#### [Assignment]
Pull every line containing the word "EmbeddingMatrix" out of the material below.

"""

//! Persisted build output: embedding matrix, encoding model and id map.
//!
//! Layout under the artifact directory:
//!
//! ```text
//! CURRENT                    name of the published generation
//! <generation>/features.f32  n × d matrix, row-major little-endian f32
//! <generation>/model.bin     bincode-encoded EncodingModel
//! <generation>/id_map.json   [{title, artist, preview_url, artwork_url}, ...]
//! <generation>/manifest.json build metadata
//! ```
//!
//! [`ArtifactStore::save`] fills a fresh generation directory and only then
//! swaps `CURRENT` (write temp file + rename), so a reader resolving `CURRENT`
//! always sees one complete triple.

use std::fs;
use std::io::Write;
use std::path::{Path, PathBuf};

use chrono::{DateTime, Utc};
use ndarray::Array2;
use serde::{Deserialize, Serialize};

use crate::catalog::IdMap;
use crate::config::FeatureConfig;
use crate::embedding::{EmbeddingMatrix, EncodingModel};
use crate::error::{DscvrError, Result};

pub const CURRENT_FILE: &str = "CURRENT";
pub const FEATURES_FILE: &str = "features.f32";
pub const MODEL_FILE: &str = "model.bin";
pub const ID_MAP_FILE: &str = "id_map.json";
pub const MANIFEST_FILE: &str = "manifest.json";

const DTYPE: &str = "f32le";
const GENERATION_PREFIX: &str = "gen-";

/// Build metadata written next to each artifact triple.
#[derive(Debug, Clone, Serialize, Deserialize, PartialEq)]
pub struct Manifest {
    pub generation: String,
    pub built_at: DateTime<Utc>,
    pub rows: usize,
    pub dims: usize,
    pub dtype: String,
    pub vocabulary_size: usize,
    pub explained_variance_ratio: f64,
    pub features: FeatureConfig,
}

/// What serving needs: the matrix and its parallel id map.
#[derive(Debug, Clone)]
pub struct LoadedArtifacts {
    pub matrix: EmbeddingMatrix,
    pub id_map: IdMap,
    pub manifest: Manifest,
}

/// File-level view of the published generation, for diagnostics.
#[derive(Debug, Clone)]
pub struct ArtifactReport {
    pub generation: Option<String>,
    pub files: Vec<(String, Option<u64>)>,
    pub manifest: Option<Manifest>,
}

#[derive(Debug, Clone)]
pub struct ArtifactStore {
    root: PathBuf,
    keep_generations: usize,
}

impl ArtifactStore {
    pub fn new(root: impl Into<PathBuf>) -> Self {
        Self {
            root: root.into(),
            keep_generations: 1,
        }
    }

    /// How many superseded generations survive a publish.
    pub fn with_keep_generations(mut self, keep: usize) -> Self {
        self.keep_generations = keep;
        self
    }

    pub fn root(&self) -> &Path {
        &self.root
    }

    /// Persist a full triple and publish it. Returns the manifest written.
    pub fn save(
        &self,
        matrix: &EmbeddingMatrix,
        model: &EncodingModel,
        id_map: &IdMap,
    ) -> Result<Manifest> {
        if matrix.nrows() != id_map.len() {
            return Err(DscvrError::inconsistent(format!(
                "refusing to save {} matrix rows with {} id map entries",
                matrix.nrows(),
                id_map.len()
            )));
        }

        fs::create_dir_all(&self.root)?;
        let generation = format!("{GENERATION_PREFIX}{}", uuid::Uuid::now_v7().simple());
        let staging = self.root.join(format!(".{generation}.partial"));
        fs::create_dir_all(&staging)?;

        let manifest = Manifest {
            generation: generation.clone(),
            built_at: Utc::now(),
            rows: matrix.nrows(),
            dims: matrix.ncols(),
            dtype: DTYPE.into(),
            vocabulary_size: model.vocabulary_size(),
            explained_variance_ratio: model.explained_variance_ratio,
            features: model.config.clone(),
        };

        write_file(&staging.join(FEATURES_FILE), &encode_matrix(matrix))?;
        write_file(&staging.join(MODEL_FILE), &bincode::serialize(model)?)?;
        write_file(&staging.join(ID_MAP_FILE), &serde_json::to_vec(id_map)?)?;
        write_file(
            &staging.join(MANIFEST_FILE),
            &serde_json::to_vec_pretty(&manifest)?,
        )?;

        let final_dir = self.root.join(&generation);
        fs::rename(&staging, &final_dir)?;

        let pointer_tmp = self.root.join(format!("{CURRENT_FILE}.tmp"));
        write_file(&pointer_tmp, generation.as_bytes())?;
        fs::rename(&pointer_tmp, self.root.join(CURRENT_FILE))?;

        tracing::info!(
            dir = %final_dir.display(),
            rows = manifest.rows,
            dims = manifest.dims,
            "artifacts published"
        );

        // CURRENT already points at the new generation.
        if let Err(e) = self.prune(&generation) {
            tracing::warn!(
                error = %e,
                root = %self.root.display(),
                "failed to prune old artifact generations"
            );
        }
        Ok(manifest)
    }

    /// Load matrix and id map of the published generation, validating that
    /// they agree with each other and with the manifest.
    pub fn load(&self) -> Result<LoadedArtifacts> {
        let dir = self.current_dir()?;
        let features_path = require(&dir, FEATURES_FILE)?;
        let id_map_path = require(&dir, ID_MAP_FILE)?;
        require(&dir, MODEL_FILE)?;
        let manifest = read_manifest(&require(&dir, MANIFEST_FILE)?)?;

        if manifest.dtype != DTYPE {
            return Err(DscvrError::inconsistent(format!(
                "unsupported matrix dtype {:?}",
                manifest.dtype
            )));
        }

        let bytes = fs::read(&features_path)?;
        let matrix = decode_matrix(&bytes, manifest.rows, manifest.dims)?;
        let id_map: IdMap = serde_json::from_slice(&fs::read(&id_map_path)?)
            .map_err(|e| DscvrError::inconsistent(format!("{ID_MAP_FILE}: {e}")))?;

        if matrix.nrows() != id_map.len() {
            return Err(DscvrError::inconsistent(format!(
                "matrix has {} rows but id map has {} entries",
                matrix.nrows(),
                id_map.len()
            )));
        }

        tracing::info!(
            generation = %manifest.generation,
            rows = matrix.nrows(),
            dims = matrix.ncols(),
            "artifacts loaded"
        );

        Ok(LoadedArtifacts {
            matrix,
            id_map,
            manifest,
        })
    }

    /// Load the fitted encoding model of the published generation.
    pub fn load_model(&self) -> Result<EncodingModel> {
        let dir = self.current_dir()?;
        let path = require(&dir, MODEL_FILE)?;
        bincode::deserialize(&fs::read(path)?)
            .map_err(|e| DscvrError::inconsistent(format!("{MODEL_FILE}: {e}")))
    }

    /// Describe what is on disk without validating it.
    pub fn report(&self) -> ArtifactReport {
        let generation = fs::read_to_string(self.root.join(CURRENT_FILE))
            .ok()
            .map(|s| s.trim().to_string())
            .filter(|s| !s.is_empty());

        let dir = generation.as_ref().map(|g| self.root.join(g));
        let files = [FEATURES_FILE, MODEL_FILE, ID_MAP_FILE, MANIFEST_FILE]
            .iter()
            .map(|name| {
                let size = dir
                    .as_ref()
                    .and_then(|d| fs::metadata(d.join(name)).ok())
                    .map(|m| m.len());
                (name.to_string(), size)
            })
            .collect();
        let manifest = dir.and_then(|d| read_manifest(&d.join(MANIFEST_FILE)).ok());

        ArtifactReport {
            generation,
            files,
            manifest,
        }
    }

    fn current_dir(&self) -> Result<PathBuf> {
        let pointer = self.root.join(CURRENT_FILE);
        let generation = match fs::read_to_string(&pointer) {
            Ok(s) => s.trim().to_string(),
            Err(e) if e.kind() == std::io::ErrorKind::NotFound => {
                return Err(DscvrError::ArtifactMissing { path: pointer })
            }
            Err(e) => return Err(e.into()),
        };
        if generation.is_empty() {
            return Err(DscvrError::ArtifactMissing { path: pointer });
        }
        let dir = self.root.join(generation);
        if !dir.is_dir() {
            return Err(DscvrError::ArtifactMissing { path: dir });
        }
        Ok(dir)
    }

    /// Remove superseded generations beyond `keep_generations`, plus any
    /// abandoned staging directories.
    fn prune(&self, current: &str) -> Result<()> {
        let mut generations = Vec::new();
        for entry in fs::read_dir(&self.root)? {
            let entry = entry?;
            let name = entry.file_name().to_string_lossy().into_owned();
            if !entry.file_type()?.is_dir() || name == current {
                continue;
            }
            if name.starts_with('.') && name.ends_with(".partial") {
                fs::remove_dir_all(entry.path())?;
            } else if name.starts_with(GENERATION_PREFIX) {
                generations.push(name);
            }
        }

        // UUID v7 names sort by creation time.
        generations.sort();
        let excess = generations.len().saturating_sub(self.keep_generations);
        for name in generations.into_iter().take(excess) {
            tracing::debug!(generation = %name, "pruning old artifact generation");
            fs::remove_dir_all(self.root.join(name))?;
        }
        Ok(())
    }
}

fn require(dir: &Path, name: &str) -> Result<PathBuf> {
    let path = dir.join(name);
    if path.is_file() {
        Ok(path)
    } else {
        Err(DscvrError::ArtifactMissing { path })
    }
}

fn read_manifest(path: &Path) -> Result<Manifest> {
    serde_json::from_slice(&fs::read(path)?)
        .map_err(|e| DscvrError::inconsistent(format!("{MANIFEST_FILE}: {e}")))
}

fn write_file(path: &Path, bytes: &[u8]) -> Result<()> {
    let mut file = fs::File::create(path)?;
    file.write_all(bytes)?;
    file.sync_all()?;
    Ok(())
}

/// Row-major little-endian f32 bytes.
pub fn encode_matrix(matrix: &EmbeddingMatrix) -> Vec<u8> {
    let mut out = Vec::with_capacity(matrix.len() * 4);
    for v in matrix.iter() {
        out.extend_from_slice(&v.to_le_bytes());
    }
    out
}

pub fn decode_matrix(bytes: &[u8], rows: usize, dims: usize) -> Result<EmbeddingMatrix> {
    let expected = rows
        .checked_mul(dims)
        .and_then(|v| v.checked_mul(4))
        .ok_or_else(|| {
            DscvrError::inconsistent(format!("manifest shape {rows} × {dims} overflows"))
        })?;
    if bytes.len() != expected {
        return Err(DscvrError::inconsistent(format!(
            "matrix file holds {} bytes, manifest expects {rows} × {dims} f32 = {expected}",
            bytes.len()
        )));
    }
    let values: Vec<f32> = bytes
        .chunks_exact(4)
        .map(|c| f32::from_le_bytes([c[0], c[1], c[2], c[3]]))
        .collect();
    Array2::from_shape_vec((rows, dims), values)
        .map_err(|e| DscvrError::inconsistent(format!("matrix shape: {e}")))
}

"""

#### [Exercise response]
use crate::embedding::{EmbeddingMatrix, EncodingModel};
    pub matrix: EmbeddingMatrix,
        matrix: &EmbeddingMatrix,
pub fn encode_matrix(matrix: &EmbeddingMatrix) -> Vec<u8> {
pub fn decode_matrix(bytes: &[u8], rows: usize, dims: usize) -> Result<EmbeddingMatrix> {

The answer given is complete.